• [Aim of the exercise]:
Search the data below for the word "secret" and report how many lines contain it. Nothing but the number is needed.

(Records from a data source)
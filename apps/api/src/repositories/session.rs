//! Session (refresh chain) storage
//!
//! A listener has at most one session row. Login and register upsert it, which
//! replaces the stored fingerprint and so retires any earlier refresh secret.
//! Refresh rotation swaps the fingerprint in place, guarded by the previous
//! fingerprint so two concurrent refreshes cannot both rotate.

use async_trait::async_trait;
use chrono::{DateTime, Utc};
use sqlx::{types::Json, FromRow, PgPool};
use uuid::Uuid;

use super::utils::SESSION_COLUMNS;
use crate::error::ApiResult;
use crate::models::{DeviceDescriptor, NewSession, Session};

/// Session persistence
#[async_trait]
pub trait SessionStore: Send + Sync {
    /// Create or replace the listener's session, re-enabling it
    async fn upsert(&self, session: &NewSession) -> ApiResult<Session>;

    /// Look up a session by the SHA-256 fingerprint of its refresh secret
    async fn find_by_fingerprint(&self, fingerprint: &str) -> ApiResult<Option<Session>>;

    /// Replace the refresh secret if the stored fingerprint still equals
    /// `previous_fingerprint`
    ///
    /// Returns `false` when another refresh got there first.
    async fn rotate(
        &self,
        listener_id: Uuid,
        previous_fingerprint: &str,
        refresh_hash: &str,
        refresh_fingerprint: &str,
        expires_at: DateTime<Utc>,
    ) -> ApiResult<bool>;

    /// Mark the listener's session disabled. Returns whether a row existed.
    async fn disable(&self, listener_id: Uuid) -> ApiResult<bool>;
}

/// Row shape for the sessions table (`last_device` is JSONB)
#[derive(Debug, FromRow)]
struct SessionRow {
    listener_id: Uuid,
    refresh_hash: String,
    refresh_fingerprint: String,
    issued_at: DateTime<Utc>,
    expires_at: DateTime<Utc>,
    disabled: bool,
    last_device: Option<Json<DeviceDescriptor>>,
}

impl From<SessionRow> for Session {
    fn from(row: SessionRow) -> Self {
        Self {
            listener_id: row.listener_id,
            refresh_hash: row.refresh_hash,
            refresh_fingerprint: row.refresh_fingerprint,
            issued_at: row.issued_at,
            expires_at: row.expires_at,
            disabled: row.disabled,
            last_device: row.last_device.map(|Json(device)| device),
        }
    }
}

/// Postgres-backed session store
#[derive(Clone)]
pub struct PgSessionStore {
    pool: PgPool,
}

impl PgSessionStore {
    pub fn new(pool: PgPool) -> Self {
        Self { pool }
    }
}

#[async_trait]
impl SessionStore for PgSessionStore {
    async fn upsert(&self, session: &NewSession) -> ApiResult<Session> {
        let query = format!(
            r#"
            INSERT INTO sessions (
                listener_id, refresh_hash, refresh_fingerprint,
                issued_at, expires_at, disabled, last_device
            )
            VALUES ($1, $2, $3, NOW(), $4, false, $5)
            ON CONFLICT (listener_id) DO UPDATE SET
                refresh_hash = EXCLUDED.refresh_hash,
                refresh_fingerprint = EXCLUDED.refresh_fingerprint,
                issued_at = EXCLUDED.issued_at,
                expires_at = EXCLUDED.expires_at,
                disabled = false,
                last_device = COALESCE(EXCLUDED.last_device, sessions.last_device)
            RETURNING {SESSION_COLUMNS}
            "#
        );

        let row = sqlx::query_as::<_, SessionRow>(&query)
            .bind(session.listener_id)
            .bind(&session.refresh_hash)
            .bind(&session.refresh_fingerprint)
            .bind(session.expires_at)
            .bind(session.last_device.clone().map(Json))
            .fetch_one(&self.pool)
            .await?;

        Ok(row.into())
    }

    async fn find_by_fingerprint(&self, fingerprint: &str) -> ApiResult<Option<Session>> {
        let query =
            format!("SELECT {SESSION_COLUMNS} FROM sessions WHERE refresh_fingerprint = $1");

        let row = sqlx::query_as::<_, SessionRow>(&query)
            .bind(fingerprint)
            .fetch_optional(&self.pool)
            .await?;

        Ok(row.map(Session::from))
    }

    async fn rotate(
        &self,
        listener_id: Uuid,
        previous_fingerprint: &str,
        refresh_hash: &str,
        refresh_fingerprint: &str,
        expires_at: DateTime<Utc>,
    ) -> ApiResult<bool> {
        let result = sqlx::query(
            r#"
            UPDATE sessions
            SET refresh_hash = $1,
                refresh_fingerprint = $2,
                expires_at = $3
            WHERE listener_id = $4
              AND refresh_fingerprint = $5
              AND disabled = false
            "#,
        )
        .bind(refresh_hash)
        .bind(refresh_fingerprint)
        .bind(expires_at)
        .bind(listener_id)
        .bind(previous_fingerprint)
        .execute(&self.pool)
        .await?;

        Ok(result.rows_affected() > 0)
    }

    async fn disable(&self, listener_id: Uuid) -> ApiResult<bool> {
        let result = sqlx::query("UPDATE sessions SET disabled = true WHERE listener_id = $1")
            .bind(listener_id)
            .execute(&self.pool)
            .await?;

        Ok(result.rows_affected() > 0)
    }
}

• [Your solution]:
3